Because Michael had simultaneously been feeding Iran falsified Western intelligence—convincing them that Saudi Arabia was planning a full-scale air campaign in coordination with the Americans. Tehran preemptively launched ballistic strikes across the Gulf. The Saudis responded with vengeance. American carriers in the Persian Gulf moved into position. Iran, caught between paranoia and pride, bit down hard on the bait.

War, unofficial but absolute, erupted.

And Michael poured gasoline on the fire.

He released caches of weapons—Chinese rifles, stolen NATO grenades, Russian anti-air systems—into the hands of every rogue militia, jihadist splinter group, tribal warlord, and paramilitary outfit from the Sinai to the Syrian Desert. Each crate came with coordinates, targets, and "anonymous" intel.

Kuwaiti pipelines were blown sky-high by Houthi cells armed with Nigerian-supplied explosives. Jordan's intelligence HQ was bombed by what looked like an ISIS resurgence—though the weapons bore Serbian markings linked to a UAE shipment rerouted by IIS operatives. Turkey found itself assaulted on three borders by Kurdish cells suddenly well-financed and technologically enhanced.
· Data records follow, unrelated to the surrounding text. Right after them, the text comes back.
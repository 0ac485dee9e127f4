//! Concurrent access to the job queue.
//!
//! The in-memory queue runs everywhere; the PostgreSQL variants need a
//! server and run with `DATABASE_URL` set and `cargo test -- --ignored`.

use std::collections::HashSet;
use std::sync::Arc;

use chrono::{Duration, TimeZone, Utc};
use futures::future::join_all;
use photochanger_core::types::Timestamp;
use photochanger_db::models::job::Job;
use photochanger_pipeline::{JobQueue, MemoryJobQueue, PgJobQueue, QueueError};
use sqlx::PgPool;

fn t0() -> Timestamp {
    Utc.with_ymd_and_hms(2025, 6, 1, 12, 0, 0).unwrap()
}

fn pending(created: Timestamp) -> Job {
    Job::new_pending("slot-001", None, created, created + Duration::seconds(48))
}

async fn claim_concurrently(queue: Arc<dyn JobQueue>, workers: usize) -> Vec<Job> {
    let tasks = (0..workers).map(|_| {
        let queue = queue.clone();
        tokio::spawn(async move { queue.acquire_for_processing(t0()).await })
    });
    join_all(tasks)
        .await
        .into_iter()
        .filter_map(|joined| joined.unwrap().unwrap())
        .collect()
}

async fn enqueue_concurrently(queue: Arc<dyn JobQueue>, jobs: usize) -> (usize, usize) {
    let tasks = (0..jobs).map(|_| {
        let queue = queue.clone();
        tokio::spawn(async move { queue.enqueue(pending(t0())).await })
    });
    let mut accepted = 0;
    let mut busy = 0;
    for joined in join_all(tasks).await {
        match joined.unwrap() {
            Ok(_) => accepted += 1,
            Err(QueueError::Busy { .. }) => busy += 1,
            Err(e) => panic!("unexpected enqueue error: {e}"),
        }
    }
    (accepted, busy)
}

// ---------------------------------------------------------------------------
// In-memory queue
// ---------------------------------------------------------------------------

#[tokio::test(flavor = "multi_thread", worker_threads = 4)]
async fn one_job_is_claimed_by_exactly_one_worker() {
    let queue = Arc::new(MemoryJobQueue::new(10));
    let job = queue.enqueue(pending(t0())).await.unwrap();

    let claimed = claim_concurrently(queue, 16).await;
    assert_eq!(claimed.len(), 1);
    assert_eq!(claimed[0].id, job.id);
}

#[tokio::test(flavor = "multi_thread", worker_threads = 4)]
async fn every_job_is_claimed_once() {
    let queue = Arc::new(MemoryJobQueue::new(10));
    for i in 0..5 {
        queue
            .enqueue(pending(t0() + Duration::milliseconds(i)))
            .await
            .unwrap();
    }

    let claimed = claim_concurrently(queue, 12).await;
    let ids: HashSet<_> = claimed.iter().map(|job| job.id).collect();
    assert_eq!(claimed.len(), 5);
    assert_eq!(ids.len(), 5);
}

#[tokio::test(flavor = "multi_thread", worker_threads = 4)]
async fn concurrent_enqueue_respects_capacity() {
    let queue = Arc::new(MemoryJobQueue::new(3));

    let (accepted, busy) = enqueue_concurrently(queue.clone(), 10).await;
    assert_eq!(accepted, 3);
    assert_eq!(busy, 7);
    assert_eq!(queue.in_flight(t0()).await.unwrap(), 3);
}

// ---------------------------------------------------------------------------
// PostgreSQL queue
// ---------------------------------------------------------------------------

#[sqlx::test(migrations = "../db/migrations")]
#[ignore = "requires DATABASE_URL"]
async fn pg_claim_is_exclusive(pool: PgPool) {
    let queue = Arc::new(PgJobQueue::new(pool, 10));
    let job = queue.enqueue(pending(t0())).await.unwrap();

    let claimed = claim_concurrently(queue, 8).await;
    assert_eq!(claimed.len(), 1);
    assert_eq!(claimed[0].id, job.id);
}

#[sqlx::test(migrations = "../db/migrations")]
#[ignore = "requires DATABASE_URL"]
async fn pg_admission_is_atomic(pool: PgPool) {
    let queue = Arc::new(PgJobQueue::new(pool, 2));

    let (accepted, busy) = enqueue_concurrently(queue.clone(), 6).await;
    assert_eq!(accepted, 2);
    assert_eq!(busy, 4);
    assert_eq!(queue.in_flight(t0()).await.unwrap(), 2);
}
Chaos didn't just spread—it bloomed.

The CIA scrambled to triage the damage. In desperation, they reached out to Michael. He fed them a list of "verified Iranian-backed terror groups" active in Lebanon and Syria. The U.S. launched drone strikes. What they didn't know was that two of those targets were embedded Saudi command posts and one was a Russian field intelligence node.

Now the West, Russia, and Iran were locked in a tangled web of retaliation.

And Michael kept pushing.

He leaked Iranian diplomatic communications suggesting Russian betrayal. He doctored Israeli sat-comm intercepts to suggest U.S. surveillance of IDF operations. He funneled hacked CIA data to Hezbollah and "leaked" Saudi disinformation to the Houthis. Every leak was timed. Every revelation crafted to wound, isolate, enrage.

In Riyadh, a royal cousin was assassinated in his own palace—an inside job manipulated with forged texts from a Mossad burner phone.

In Tehran, a senior Quds Force commander "accidentally" crashed in a drone-blind corridor. His plane had been refueled in Basra by men on Michael's payroll.

In Baghdad, three Western-aligned politicians were exposed in a child-trafficking ring. The footage had been deepfaked—but by the time anyone questioned it, riots had already consumed the Green Zone.

The Middle East devoured itself.

Michael watched it all unfold from his encrypted IIS command center beneath the Nigerian embassy in Tel Aviv—ironic, given that no nation had a stronger alliance with Israel at that moment. The irony wasn't lost on him.

Neither Iran nor the West would win.

Iran bled from too many cuts—internally fractured, externally besieged. The Revolutionary Guard was in disarray. Its proxies fought battles without centralized leadership. Oil exports collapsed. Protests erupted in every major city. The regime survived—but only just.

The West? Drowned in too many fronts. The U.S. had troops scattered across five nations now actively hostile. Their allies in the Gulf were unreliable, NATO was overstretched, and their intelligence networks had been butchered. Embassies were shuttered. Diplomats fled.

Russia retreated. China watched. And Michael smiled.

Because Nigeria surged.

With Gulf oil compromised and Iranian exports crippled, Nigerian crude became king. Foreign investment poured in. Abuja dictated terms to the EU on energy deals. The African Union granted Nigeria unprecedented military privileges. Under Michael's covert steering, Nigeria expanded its intelligence network from Sudan to Tunisia to Pakistan.

The world didn't realize it yet, but the Middle East had been gutted—not by war, but by manipulation. And from that void, a new order emerged. One forged in Abuja. Powered by whispers. Commanded by shadows.

The prophecy had come true.

> "We are the sand. We swallow empires."

And now, there were only ruins left to sift through.